Et quelle pétaudière aujourd’hui que cette question-là, «d’où est-ce que je viens» ! Paru quelques jours plus tôt dans les colonnes de Die Zeit (1), le texte du philosophe et sociologue Bruno Latour, sur la «crise générale de perte de soi et de sol», partagée aujourd’hui quasi universellement, donna une coloration à notre expérience. Car l’association des notions de «peuple» et de «sol», à propos desquelles Latour soulignait qu’aucun politique fréquentable n’ose désormais les aborder, de peur d’être assimilé aux horribles réactionnaires qui l’ont en fonds de commerce, le cinéma, lui, ose s’en emparer, et c’est très bien. Car il sait faire mieux que résumer l’identité à l’exclusion de l’autre, et qu’en scrutant les paysages qu’il met en scène, dans le meilleur des cas, il réfléchit ce qui les a constitués, et ce qu’ils recouvrent.

Errements du parti

Personne ne se frotta à cet exercice de retour sur soi de manière plus magistrale et intransigeante que le documentariste allemand Thomas Heise, déjà auteur du puissant Material (2009), entièrement réalisé avec des archives tournées en ex-RDA lors de la chute du mur de Berlin, dont le Heimat ist ein Raum aus Zeit («le Heimat est un espace dans le temps»), projeté en avant-première à la Berlinale en février et couronné à Nyon d’un sesterce d’or (grand prix de la compétition internationale), est une extraordinaire traversée de l’Allemagne au XXe siècle.

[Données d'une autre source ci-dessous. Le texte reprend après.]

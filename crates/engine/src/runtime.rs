// SPDX-License-Identifier: BUSL-1.1
// Copyright (c) 2026 Alfred Jean LLC

//! Runtime owning the background loops

use crate::executor::Executor;
use crate::scheduler::FlushScheduler;
use cortex_adapters::{HookSender, ScriptEngine};
use cortex_core::{Clock, Config, IdGen};
use cortex_storage::{LogError, ReplicatedLog};
use std::time::Duration;
use tokio::sync::{mpsc, watch};
use tokio::task::JoinHandle;

/// Background loop settings
#[derive(Debug, Clone)]
pub struct RuntimeConfig {
    pub flush_interval: Duration,
    pub queue_capacity: usize,
    /// Log payloads instead of posting them
    pub disable_post_hook: bool,
}

impl Default for RuntimeConfig {
    fn default() -> Self {
        Self {
            flush_interval: Duration::from_secs(1),
            queue_capacity: 100,
            disable_post_hook: false,
        }
    }
}

impl From<&Config> for RuntimeConfig {
    fn from(config: &Config) -> Self {
        Self {
            flush_interval: config.flush_interval,
            queue_capacity: config.queue_capacity,
            disable_post_hook: config.disable_post_hook,
        }
    }
}

/// Runtime adapter dependencies
pub struct RuntimeDeps<L, S, H, C, I> {
    pub log: L,
    pub scripts: S,
    pub hooks: H,
    pub clock: C,
    pub id_gen: I,
}

/// Runs the flush scheduler and executor until shut down
pub struct Runtime<L> {
    log: L,
    stop: watch::Sender<bool>,
    handles: Vec<JoinHandle<()>>,
}

impl<L: ReplicatedLog> Runtime<L> {
    /// Spawn both loops on the current tokio runtime
    pub fn start<S, H, C, I>(deps: RuntimeDeps<L, S, H, C, I>, config: RuntimeConfig) -> Self
    where
        S: ScriptEngine,
        H: HookSender,
        C: Clock,
        I: IdGen,
    {
        let (stop, shutdown) = watch::channel(false);
        let (tx, rx) = mpsc::channel(config.queue_capacity.max(1));

        let scheduler = FlushScheduler::new(
            deps.log.clone(),
            deps.clock.clone(),
            tx,
            config.flush_interval,
        );
        let executor = Executor::new(
            deps.log.clone(),
            deps.scripts,
            deps.hooks,
            deps.clock,
            deps.id_gen,
        )
        .with_dev_mode(config.disable_post_hook)
        .with_pause(config.flush_interval);

        let handles = vec![
            tokio::spawn(scheduler.run(shutdown.clone())),
            tokio::spawn(executor.run(rx, shutdown)),
        ];
        tracing::info!(
            flush_interval_ms = config.flush_interval.as_millis() as u64,
            queue_capacity = config.queue_capacity,
            dev_mode = config.disable_post_hook,
            "runtime started"
        );

        Self {
            log: deps.log,
            stop,
            handles,
        }
    }

    /// Stop both loops, wait for them, then shut the log down
    pub async fn shutdown(self) -> Result<(), LogError> {
        let _ = self.stop.send(true);
        for handle in self.handles {
            if let Err(e) = handle.await {
                tracing::error!(error = %e, "background loop panicked");
            }
        }
        self.log.shutdown().await?;
        tracing::info!("runtime stopped");
        Ok(())
    }
}

#[cfg(test)]
#[path = "runtime_tests.rs"]
mod tests;
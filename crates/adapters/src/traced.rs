// SPDX-License-Identifier: BUSL-1.1
// Copyright (c) 2026 Alfred Jean LLC

//! Traced adapter wrappers for consistent observability

use crate::hook::{HookError, HookSender};
use crate::script::{ScriptEngine, ScriptOutcome};
use async_trait::async_trait;
use cortex_core::Script;
use tracing::Instrument;

/// Wrapper that adds tracing to any ScriptEngine
#[derive(Clone)]
pub struct TracedScriptEngine<S> {
    inner: S,
}

impl<S> TracedScriptEngine<S> {
    pub fn new(inner: S) -> Self {
        Self { inner }
    }
}

#[async_trait]
impl<S: ScriptEngine> ScriptEngine for TracedScriptEngine<S> {
    async fn execute(&self, script: &Script, input: &serde_json::Value) -> ScriptOutcome {
        let span = tracing::info_span!("script.execute", script_id = %script.id);
        async {
            let start = std::time::Instant::now();
            let outcome = self.inner.execute(script, input).await;
            let elapsed_ms = start.elapsed().as_millis() as u64;

            match &outcome {
                ScriptOutcome::Value(_) => tracing::info!(elapsed_ms, "script produced value"),
                ScriptOutcome::Nil => tracing::info!(elapsed_ms, "script produced nothing"),
                ScriptOutcome::Exception(message) => {
                    tracing::warn!(elapsed_ms, error = %message, "script raised")
                }
            }

            outcome
        }
        .instrument(span)
        .await
    }
}

/// Wrapper that adds tracing to any HookSender
#[derive(Clone)]
pub struct TracedHookSender<H> {
    inner: H,
}

impl<H> TracedHookSender<H> {
    pub fn new(inner: H) -> Self {
        Self { inner }
    }
}

#[async_trait]
impl<H: HookSender> HookSender for TracedHookSender<H> {
    async fn post(
        &self,
        url: &str,
        payload: &serde_json::Value,
        max_retries: u32,
    ) -> Result<u16, HookError> {
        let span = tracing::info_span!("hook.post", url, max_retries);
        async {
            let start = std::time::Instant::now();
            let result = self.inner.post(url, payload, max_retries).await;
            let elapsed_ms = start.elapsed().as_millis() as u64;

            match &result {
                Ok(status) => tracing::info!(status, elapsed_ms, "hook delivered"),
                Err(e) => tracing::error!(elapsed_ms, error = %e, "hook failed"),
            }

            result
        }
        .instrument(span)
        .await
    }
}

#[cfg(test)]
#[path = "traced_tests.rs"]
mod tests;
// SPDX-License-Identifier: BUSL-1.1
// Copyright (c) 2026 Alfred Jean LLC

//! Dwell-window buckets
//!
//! A bucket accumulates the events matched by one rule. It becomes eligible
//! to flush once no event has arrived for `flush_wait` milliseconds. The
//! window starts at the rule's dwell and grows by one dwell whenever an
//! event arrives later than `dwell_deadline` after the previous one, until
//! the bucket is older than `max_dwell`. Past that age the window stops
//! growing, but a steady stream of events still keeps the bucket open:
//! `max_dwell` caps growth, it does not force a flush.

use crate::clock::elapsed_ms;
use crate::event::Event;
use crate::rule::Rule;
use chrono::{DateTime, Utc};
use serde::{Deserialize, Serialize};

#[derive(Debug, Clone, PartialEq, Serialize, Deserialize)]
pub struct Bucket {
    /// The rule as it was when the bucket was opened
    pub rule: Rule,
    pub events: Vec<Event>,
    pub created_at: DateTime<Utc>,
    pub updated_at: DateTime<Utc>,
    flush_wait: u64,
}

impl Bucket {
    pub fn new(rule: Rule, event: Event, now: DateTime<Utc>) -> Self {
        let flush_wait = rule.dwell;
        Self {
            rule,
            events: vec![event],
            created_at: now,
            updated_at: now,
            flush_wait,
        }
    }

    pub fn rule_id(&self) -> &str {
        &self.rule.id
    }

    /// Current inactivity window in milliseconds
    pub fn flush_wait(&self) -> u64 {
        self.flush_wait
    }

    /// Whether an equivalent occurrence is already a member
    pub fn contains(&self, event: &Event) -> bool {
        self.events.iter().any(|e| e.is_same_occurrence(event))
    }

    /// Append an event and update the dwell window.
    ///
    /// Does not deduplicate; callers check [`Bucket::contains`] first.
    pub fn add_event(&mut self, event: Event, now: DateTime<Utc>) {
        self.events.push(event);
        self.update_dwell(now);
    }

    fn update_dwell(&mut self, now: DateTime<Utc>) {
        if elapsed_ms(self.created_at, now) < self.rule.max_dwell
            && elapsed_ms(self.updated_at, now) >= self.rule.dwell_deadline
        {
            self.flush_wait = self.flush_wait.saturating_add(self.rule.dwell);
        }
        self.updated_at = now;
    }

    pub fn can_flush(&self, now: DateTime<Utc>) -> bool {
        elapsed_ms(self.updated_at, now) >= self.flush_wait
    }

    /// Milliseconds until the bucket becomes flushable, zero if it already is
    pub fn flush_in(&self, now: DateTime<Utc>) -> u64 {
        self.flush_wait
            .saturating_sub(elapsed_ms(self.updated_at, now))
    }
}

#[cfg(test)]
#[path = "bucket_tests.rs"]
mod tests;
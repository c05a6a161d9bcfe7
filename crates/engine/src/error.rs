// SPDX-License-Identifier: BUSL-1.1
// Copyright (c) 2026 Alfred Jean LLC

//! Error types for the engine

use cortex_core::PatternError;
use cortex_storage::{LogError, StoreError};
use thiserror::Error;

/// Errors surfaced by the node facade
#[derive(Debug, Error)]
pub enum NodeError {
    #[error("not leader")]
    NotLeader,
    #[error("invalid rule: {0}")]
    InvalidRule(#[from] PatternError),
    #[error("invalid request: {0}")]
    InvalidRequest(String),
    #[error(transparent)]
    Store(StoreError),
    #[error(transparent)]
    Log(LogError),
}

impl From<LogError> for NodeError {
    fn from(e: LogError) -> Self {
        match e {
            LogError::NotLeader => NodeError::NotLeader,
            LogError::Store(StoreError::InvalidPattern(p)) => NodeError::InvalidRule(p),
            LogError::Store(s) => NodeError::Store(s),
            other => NodeError::Log(other),
        }
    }
}

/// Errors from executing a flushed bucket
#[derive(Debug, Error)]
pub enum ExecuteError {
    #[error("failed to encode bucket: {0}")]
    Encode(#[from] serde_json::Error),
    #[error("failed to record execution: {0}")]
    Record(#[from] LogError),
}
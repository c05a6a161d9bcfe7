// SPDX-License-Identifier: BUSL-1.1
// Copyright (c) 2026 Alfred Jean LLC

//! Socket server and connection handling.

use std::time::Instant;

use cortex_core::{Clock, IdGen};
use cortex_engine::Node;
use cortex_storage::ReplicatedLog;
use tokio::net::UnixStream;
use tracing::{debug, error};

use crate::protocol::{self, Request, Response, DEFAULT_TIMEOUT, PROTOCOL_VERSION};

/// Serves socket requests against a node
pub struct Server<L, C, I> {
    node: Node<L, C, I>,
    node_id: String,
    start_time: Instant,
    /// Set once a `Shutdown` request has been answered
    pub shutdown_requested: bool,
}

impl<L, C, I> Server<L, C, I>
where
    L: ReplicatedLog,
    C: Clock,
    I: IdGen,
{
    pub fn new(node: Node<L, C, I>, node_id: impl Into<String>) -> Self {
        Self {
            node,
            node_id: node_id.into(),
            start_time: Instant::now(),
            shutdown_requested: false,
        }
    }

    pub fn node(&self) -> &Node<L, C, I> {
        &self.node
    }

    /// Handle a single client connection
    pub async fn handle_connection(&mut self, stream: UnixStream) -> Result<(), ServerError> {
        let (mut reader, mut writer) = stream.into_split();

        let request = match protocol::read_request(&mut reader, DEFAULT_TIMEOUT).await {
            Ok(req) => req,
            Err(protocol::ProtocolError::Timeout) => {
                error!("Request read timeout");
                return Err(ServerError::Timeout);
            }
            Err(protocol::ProtocolError::ConnectionClosed) => {
                debug!("Client disconnected before sending request");
                return Ok(());
            }
            Err(e) => {
                error!("Failed to read request: {}", e);
                let _ = protocol::write_response(&mut writer, &Response::error(&e), DEFAULT_TIMEOUT)
                    .await;
                return Err(ServerError::Protocol(e));
            }
        };

        debug!(?request, "received request");
        let response = self.handle_request(request).await;
        debug!(?response, "sending response");

        protocol::write_response(&mut writer, &response, DEFAULT_TIMEOUT)
            .await
            .map_err(ServerError::Protocol)?;

        Ok(())
    }

    /// Handle a single request and return a response
    pub async fn handle_request(&mut self, request: Request) -> Response {
        let node = &self.node;
        match request {
            Request::Ping => Response::Pong,

            Request::Hello { version: _ } => Response::Hello {
                version: PROTOCOL_VERSION.to_string(),
            },

            Request::Status => {
                let store = node.log().store();
                Response::Status {
                    node_id: self.node_id.clone(),
                    leader: node.is_leader(),
                    uptime_secs: self.start_time.elapsed().as_secs(),
                    rules: store.rules.len(),
                    buckets: store.buckets.len(),
                    scripts: store.scripts.len(),
                    records: store.records.len(),
                }
            }

            Request::AddRule { rule } => match node.add_rule(rule).await {
                Ok(rule) => Response::Rule {
                    rule: Some(Box::new(rule)),
                },
                Err(e) => Response::error(e),
            },

            Request::UpdateRule { rule } => match node.update_rule(rule).await {
                Ok(rule) => Response::Rule {
                    rule: Some(Box::new(rule)),
                },
                Err(e) => Response::error(e),
            },

            Request::RemoveRule { rule_id } => ok_or_error(node.remove_rule(&rule_id).await),

            Request::GetRule { rule_id } => Response::Rule {
                rule: node.get_rule(&rule_id).map(Box::new),
            },

            Request::ListRules => Response::Rules {
                rules: node.get_rules(),
            },

            Request::Stash { event } => match node.stash(event).await {
                Ok(matched) => Response::Stashed { matched },
                Err(e) => Response::error(e),
            },

            Request::StashAlert { alert } => match node.stash_alert(alert).await {
                Ok(matched) => Response::Stashed { matched },
                Err(e) => Response::error(e),
            },

            Request::AddScript { script } => ok_or_error(node.add_script(script).await),

            Request::UpdateScript { script } => ok_or_error(node.update_script(script).await),

            Request::RemoveScript { script_id } => {
                ok_or_error(node.remove_script(&script_id).await)
            }

            Request::GetScript { script_id } => Response::Script {
                script: node.get_script(&script_id),
            },

            Request::ListScripts => Response::Scripts {
                script_ids: node.get_scripts(),
            },

            Request::GetExecutions { rule_id } => Response::Executions {
                records: node.get_rule_executions(&rule_id),
            },

            Request::RemoveRecord { record_id } => {
                ok_or_error(node.remove_record(&record_id).await)
            }

            Request::Snapshot => ok_or_error(node.snapshot().await),

            Request::Shutdown => {
                self.shutdown_requested = true;
                Response::ShuttingDown
            }
        }
    }
}

fn ok_or_error<E: std::fmt::Display>(result: Result<(), E>) -> Response {
    match result {
        Ok(()) => Response::Ok,
        Err(e) => Response::error(e),
    }
}

/// Server errors
#[derive(Debug, thiserror::Error)]
pub enum ServerError {
    #[error("Protocol error: {0}")]
    Protocol(#[from] protocol::ProtocolError),

    #[error("Request timeout")]
    Timeout,
}

#[cfg(test)]
#[path = "server_tests.rs"]
mod tests;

Le «Heimat», intraduisible concept allemand renvoyant au pays natal autant qu’au foyer, se construit ici par le biais d’une longue mélopée en noir et blanc, exclusivement scandée par des lettres de famille et autres archives personnelles lues par le cinéaste, toutes merveilleusement écrites et pertinentes (signées de militants communistes, enseignant, sculptrice, philosophe, éditrice… qui ont été des témoins privilégiés de l’histoire), alors qu’à l’écran défilent, parmi quelques photos d’ancêtres, une suite de plans fixes ou de panoramiques attrapant des morceaux de l’Allemagne d’aujourd’hui. Cette Allemagne, désertée et fantomatique, c’est celle de bâtiments militaires à l’abandon, d’une autoroute défoncée, de trains entrant en gare la nuit, de fenêtres embuées d’un tramway, d’éoliennes tournant imperturbablement alors que sont scandées les catastrophes émaillant l’histoire convulsive du pays. Et puis ces petits riens qui font la vie même : lettres d’amour, chamailleries d’enfants, scènes de rues, plans de foule, jeune, baskets aux pieds, rompue au consumérisme, à l’insouciance bienheureuse (et vaguement coupable à nos yeux).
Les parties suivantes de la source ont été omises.